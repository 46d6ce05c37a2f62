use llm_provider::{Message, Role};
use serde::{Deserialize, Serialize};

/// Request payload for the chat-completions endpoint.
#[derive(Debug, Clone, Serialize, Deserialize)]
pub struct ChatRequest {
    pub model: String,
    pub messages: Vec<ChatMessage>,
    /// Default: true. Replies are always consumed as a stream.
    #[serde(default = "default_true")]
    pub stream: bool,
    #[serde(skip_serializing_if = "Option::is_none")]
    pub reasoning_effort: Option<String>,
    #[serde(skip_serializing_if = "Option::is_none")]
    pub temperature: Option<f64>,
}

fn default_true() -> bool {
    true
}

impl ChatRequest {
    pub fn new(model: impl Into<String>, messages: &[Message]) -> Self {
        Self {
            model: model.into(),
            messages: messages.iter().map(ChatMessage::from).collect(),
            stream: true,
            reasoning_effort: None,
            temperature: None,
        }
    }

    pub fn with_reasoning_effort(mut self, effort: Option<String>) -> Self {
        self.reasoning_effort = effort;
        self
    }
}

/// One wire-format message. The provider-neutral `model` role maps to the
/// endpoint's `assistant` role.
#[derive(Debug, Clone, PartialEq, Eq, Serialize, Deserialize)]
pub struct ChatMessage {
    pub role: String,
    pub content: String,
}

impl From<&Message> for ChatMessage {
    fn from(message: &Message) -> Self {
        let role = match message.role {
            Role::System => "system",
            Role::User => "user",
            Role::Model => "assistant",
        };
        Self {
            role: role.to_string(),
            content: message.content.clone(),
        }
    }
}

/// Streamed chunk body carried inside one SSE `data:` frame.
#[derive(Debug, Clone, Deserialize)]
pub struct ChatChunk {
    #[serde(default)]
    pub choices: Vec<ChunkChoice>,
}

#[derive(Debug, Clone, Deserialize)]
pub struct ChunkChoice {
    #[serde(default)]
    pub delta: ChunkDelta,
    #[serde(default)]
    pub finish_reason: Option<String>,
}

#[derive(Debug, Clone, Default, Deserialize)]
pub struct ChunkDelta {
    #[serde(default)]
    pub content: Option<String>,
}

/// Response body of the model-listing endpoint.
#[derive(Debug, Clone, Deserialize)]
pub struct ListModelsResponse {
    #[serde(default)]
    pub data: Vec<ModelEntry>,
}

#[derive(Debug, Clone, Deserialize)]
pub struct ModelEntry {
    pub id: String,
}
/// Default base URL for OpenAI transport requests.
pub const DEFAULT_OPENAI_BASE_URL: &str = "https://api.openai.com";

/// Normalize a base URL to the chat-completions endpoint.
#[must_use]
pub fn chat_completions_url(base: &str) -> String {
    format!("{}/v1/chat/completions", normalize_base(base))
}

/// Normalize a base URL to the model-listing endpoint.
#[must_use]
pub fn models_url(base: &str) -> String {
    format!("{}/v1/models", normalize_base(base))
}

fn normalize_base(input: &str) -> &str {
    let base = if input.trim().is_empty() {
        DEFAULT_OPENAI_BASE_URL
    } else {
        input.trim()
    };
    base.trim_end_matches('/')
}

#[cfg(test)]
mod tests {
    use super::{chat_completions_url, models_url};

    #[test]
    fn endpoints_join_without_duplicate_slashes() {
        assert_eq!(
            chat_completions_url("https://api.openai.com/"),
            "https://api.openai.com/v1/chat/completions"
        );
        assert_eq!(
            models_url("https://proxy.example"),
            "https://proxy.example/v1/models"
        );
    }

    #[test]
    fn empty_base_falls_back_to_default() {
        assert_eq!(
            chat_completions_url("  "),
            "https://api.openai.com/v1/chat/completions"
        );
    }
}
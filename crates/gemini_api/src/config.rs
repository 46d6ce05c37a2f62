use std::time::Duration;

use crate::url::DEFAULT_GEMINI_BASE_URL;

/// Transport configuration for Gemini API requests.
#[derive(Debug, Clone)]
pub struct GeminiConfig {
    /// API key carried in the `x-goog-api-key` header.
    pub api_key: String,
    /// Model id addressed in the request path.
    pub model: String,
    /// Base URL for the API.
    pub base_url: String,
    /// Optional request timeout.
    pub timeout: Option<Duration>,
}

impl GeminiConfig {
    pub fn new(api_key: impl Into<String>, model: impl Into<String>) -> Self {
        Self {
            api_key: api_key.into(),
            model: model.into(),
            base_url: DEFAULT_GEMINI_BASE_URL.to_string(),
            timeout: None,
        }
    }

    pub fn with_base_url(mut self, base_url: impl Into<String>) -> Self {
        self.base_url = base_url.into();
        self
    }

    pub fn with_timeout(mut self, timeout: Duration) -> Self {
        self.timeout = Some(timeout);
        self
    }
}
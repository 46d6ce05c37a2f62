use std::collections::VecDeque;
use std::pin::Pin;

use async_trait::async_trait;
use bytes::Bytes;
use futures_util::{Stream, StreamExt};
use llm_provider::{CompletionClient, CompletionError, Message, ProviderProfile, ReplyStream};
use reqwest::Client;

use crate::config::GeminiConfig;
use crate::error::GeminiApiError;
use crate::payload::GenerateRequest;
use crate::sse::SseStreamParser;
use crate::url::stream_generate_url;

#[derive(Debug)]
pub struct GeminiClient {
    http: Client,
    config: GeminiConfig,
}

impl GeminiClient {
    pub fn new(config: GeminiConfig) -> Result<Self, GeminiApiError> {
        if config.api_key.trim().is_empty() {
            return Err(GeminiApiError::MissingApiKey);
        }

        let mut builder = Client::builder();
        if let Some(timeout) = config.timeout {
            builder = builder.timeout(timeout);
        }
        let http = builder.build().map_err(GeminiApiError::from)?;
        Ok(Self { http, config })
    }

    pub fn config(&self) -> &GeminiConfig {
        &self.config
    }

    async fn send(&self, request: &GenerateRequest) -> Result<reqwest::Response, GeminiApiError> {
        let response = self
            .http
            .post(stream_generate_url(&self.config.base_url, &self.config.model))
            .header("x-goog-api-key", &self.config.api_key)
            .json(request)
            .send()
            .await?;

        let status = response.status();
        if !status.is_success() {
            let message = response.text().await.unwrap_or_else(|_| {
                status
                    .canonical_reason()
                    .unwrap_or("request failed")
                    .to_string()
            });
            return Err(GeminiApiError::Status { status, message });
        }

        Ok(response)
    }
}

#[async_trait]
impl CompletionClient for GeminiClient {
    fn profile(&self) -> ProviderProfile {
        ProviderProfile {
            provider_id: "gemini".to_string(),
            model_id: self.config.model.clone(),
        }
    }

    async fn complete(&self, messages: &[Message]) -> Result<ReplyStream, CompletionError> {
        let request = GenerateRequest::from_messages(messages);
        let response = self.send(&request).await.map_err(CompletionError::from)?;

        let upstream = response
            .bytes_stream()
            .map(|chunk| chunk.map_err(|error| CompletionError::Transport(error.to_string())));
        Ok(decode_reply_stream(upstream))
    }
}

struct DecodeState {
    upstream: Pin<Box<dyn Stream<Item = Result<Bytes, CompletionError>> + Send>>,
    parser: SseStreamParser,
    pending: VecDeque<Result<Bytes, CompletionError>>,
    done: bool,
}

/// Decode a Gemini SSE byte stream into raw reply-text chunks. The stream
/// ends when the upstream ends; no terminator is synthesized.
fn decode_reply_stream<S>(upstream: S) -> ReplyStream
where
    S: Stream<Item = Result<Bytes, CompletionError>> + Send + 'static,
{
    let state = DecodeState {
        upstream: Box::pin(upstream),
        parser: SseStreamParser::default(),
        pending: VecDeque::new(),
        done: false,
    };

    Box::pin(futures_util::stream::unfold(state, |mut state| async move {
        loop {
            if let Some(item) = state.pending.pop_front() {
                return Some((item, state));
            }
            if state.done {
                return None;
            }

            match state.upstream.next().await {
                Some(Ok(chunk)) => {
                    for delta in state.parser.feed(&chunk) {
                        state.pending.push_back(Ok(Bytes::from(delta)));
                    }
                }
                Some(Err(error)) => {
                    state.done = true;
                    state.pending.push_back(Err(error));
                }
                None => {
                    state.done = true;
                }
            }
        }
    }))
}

__Task objective__
Reply with the number of lines in the material above that contain "body", and nothing more.

__Response to this task__
2